How to Fight Fair

Not every argument has to evolve into something even worse that ruins a relationship. It can be healthy and significant to argue, as it can reveal truths, promote honesty, and even ultimately bring people closer together.

Clients often come to session to process arguments they have with roommates, romantic partners, colleagues, siblings, parents and friends. They report feeling distressed over how negatively the conversation went, and discuss with great remorse their personal reactivity. “I shouldn’t have said what I said,” “I shouldn’t have called her that word,” “That fight got really out of hand…” are things I often hear from clients. Here are some helpful strategies to employ the next time you find yourself in a heated argument or fight.

First, do not fear conflict. Remind yourself that there is a way to find common ground and that you can work together to identify a resolution. Not every argument has to evolve into something even worse that ruins a relationship. It can be healthy and significant to argue, as it can reveal truths, promote honesty, and even ultimately bring people closer together.
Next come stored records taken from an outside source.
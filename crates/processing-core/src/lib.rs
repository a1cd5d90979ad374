//! Chewtrack Processing Core
//!
//! Turns a stream of landmark frames into a live chewing estimate:
//! - **Buffering:** Bounded FIFO history for the raw, filtered, and eye channels
//! - **Filtering:** Single-pole low-pass whose rate follows the observed cadence
//! - **Peaks:** Strict local maxima above an amplitude threshold
//! - **Artifacts:** Sliding-window mouth/eye correlation rejects eye-motion peaks
//! - **Frequency:** Rolling mean of instantaneous chewing frequency
//!
//! Nothing here touches files, clocks, or tasks. A cycle takes the previous
//! state and a frame and returns the next state.

pub mod buffer;
pub mod classifier;
pub mod correlation;
pub mod frequency;
pub mod low_pass;
pub mod peaks;
pub mod pipeline;

pub use buffer::SampleBuffer;
pub use classifier::ArtifactClassifier;
pub use correlation::{CorrelationAnalyzer, CorrelationError};
pub use frequency::FrequencyEstimator;
pub use low_pass::AdaptiveLowPassFilter;
pub use peaks::PeakDetector;
pub use pipeline::{Channel, ChewingPipeline, CycleStatus, PipelineSnapshot, PipelineState};
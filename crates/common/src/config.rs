//! Application configuration.

use std::path::{Path, PathBuf};

use chewtrack_signal_model::PipelineConfig;
use serde::{Deserialize, Serialize};

use crate::error::{ChewError, ChewResult};

/// Global application configuration.
#[derive(Debug, Clone, Default, Serialize, Deserialize)]
#[serde(default)]
pub struct AppConfig {
    /// Signal-processing options.
    pub pipeline: PipelineConfig,

    /// Monitoring-session defaults.
    pub session: SessionDefaults,

    /// Logging configuration.
    pub logging: LoggingConfig,
}

/// Default monitoring-session parameters.
#[derive(Debug, Clone, Serialize, Deserialize)]
#[serde(default)]
pub struct SessionDefaults {
    /// Frames that may wait for the pipeline before new triggers are dropped.
    pub queue_capacity: usize,

    /// Whether sessions record one line per cycle by default.
    pub record_cycles: bool,
}

/// Logging configuration.
#[derive(Debug, Clone, Serialize, Deserialize)]
#[serde(default)]
pub struct LoggingConfig {
    /// Log level filter (e.g., "info", "debug", "chewtrack_processing_core=trace,warn").
    pub level: String,

    /// Whether to output structured JSON logs.
    pub json: bool,
}

impl Default for SessionDefaults {
    fn default() -> Self {
        Self {
            queue_capacity: 4,
            record_cycles: false,
        }
    }
}

impl Default for LoggingConfig {
    fn default() -> Self {
        Self {
            level: "info".to_string(),
            json: false,
        }
    }
}

impl AppConfig {
    /// Load config from the standard location, falling back to defaults.
    pub fn load() -> Self {
        let config_path = config_file_path();
        if config_path.exists() {
            match Self::load_from(&config_path) {
                Ok(config) => return config,
                Err(e) => {
                    tracing::warn!("Failed to load config at {:?}: {}", config_path, e);
                }
            }
        }
        Self::default()
    }

    /// Load and validate config from an explicit path.
    pub fn load_from(path: impl AsRef<Path>) -> ChewResult<Self> {
        let path = path.as_ref();
        if !path.exists() {
            return Err(ChewError::FileNotFound {
                path: path.to_path_buf(),
            });
        }
        let content = std::fs::read_to_string(path)?;
        let config: Self = serde_json::from_str(&content)?;
        config.pipeline.validate()?;
        Ok(config)
    }

    /// Save config to the standard location.
    pub fn save(&self) -> ChewResult<PathBuf> {
        let config_path = config_file_path();
        self.save_to(&config_path)?;
        Ok(config_path)
    }

    /// Save config to an explicit path, creating parent directories.
    pub fn save_to(&self, path: impl AsRef<Path>) -> ChewResult<()> {
        let path = path.as_ref();
        if let Some(parent) = path.parent() {
            std::fs::create_dir_all(parent)?;
        }
        let json = serde_json::to_string_pretty(self)?;
        std::fs::write(path, json)?;
        Ok(())
    }
}

/// Standard config file location.
pub fn config_file_path() -> PathBuf {
    let base = std::env::var("XDG_CONFIG_HOME")
        .map(PathBuf::from)
        .unwrap_or_else(|_| {
            let home = std::env::var("HOME").unwrap_or_else(|_| "/tmp".to_string());
            PathBuf::from(home).join(".config")
        });
    base.join("chewtrack").join("config.json")
}

#[cfg(test)]
mod tests {
    use super::*;

    #[test]
    fn test_save_and_load_roundtrip() {
        let dir = std::env::temp_dir().join("chewtrack_test_config");
        let _ = std::fs::remove_dir_all(&dir);
        let path = dir.join("config.json");

        let mut config = AppConfig::default();
        config.pipeline.buffer_capacity = 200;
        config.session.record_cycles = true;
        config.save_to(&path).unwrap();

        let loaded = AppConfig::load_from(&path).unwrap();
        assert_eq!(loaded.pipeline.buffer_capacity, 200);
        assert!(loaded.session.record_cycles);
        assert_eq!(loaded.logging.level, "info");

        std::fs::remove_dir_all(&dir).ok();
    }

    #[test]
    fn test_load_from_missing_file() {
        let path = std::env::temp_dir().join("chewtrack_definitely_missing.json");
        assert!(matches!(
            AppConfig::load_from(&path),
            Err(ChewError::FileNotFound { .. })
        ));
    }

    #[test]
    fn test_load_from_rejects_invalid_pipeline() {
        let dir = std::env::temp_dir().join("chewtrack_test_config_invalid");
        let _ = std::fs::remove_dir_all(&dir);
        std::fs::create_dir_all(&dir).unwrap();
        let path = dir.join("config.json");
        std::fs::write(&path, r#"{"pipeline":{"frequency_window_size":0}}"#).unwrap();

        assert!(matches!(
            AppConfig::load_from(&path),
            Err(ChewError::Config { .. })
        ));

        std::fs::remove_dir_all(&dir).ok();
    }
}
Try to approach the argument with a level head. It is easy to let yourself escalate, to become reactive and to go right to ten. But this approach rarely helps anyone come to any peaceful resolution. Remain as centered as possible and focus on the goal. Do not allow yourself to raise your voice. Do not curse. Do not assassinate anyone’s character. Do not allow your emotions to inform how you choose your words, actions or delivery; you’ll only regret it afterwards.

Refrain from interrupting — instead of focusing on your comeback or retort, channel your energy into listening. Try to see their perspective. Do not listen to respond, listen to understand.

Keep history out of the argument. Only discuss the current issue, situation or problem. You should not approach an argument with an arsenal. If you find yourself keeping tabs or compiling things to add to the pile, ask yourself why you are doing that. Is it more important to “win,” or to make peace with someone and move forward?

Express yourself with your feelings. Try using “I feel” statements, rather than blaming the other person or getting defensive right away. Focus on your perspective and try to get them to understand your side of things. Don’t speak in absolutes, like “you never ___,” or “I always ___.” And of course, never resort to getting physical. You should not be aiming to frighten the person, you should be aiming to be heard and understood.

Lastly, learn to forgive and don’t hold a grudge. If you do not accept an authentic apology, you are focusing on punishing the person rather than resolving the issue. Ask yourself why that is more important to you, and how you would feel if someone didn’t accept your heartfelt apology. Prioritize your relationship over being right, and once you’ve had the argument, let it go!

No one enjoys arguing, and it is certainly easy to forget these tips in the middle of a heated conversation. However, if we can be mindful in those moments, we can have more peaceful and connected relationships.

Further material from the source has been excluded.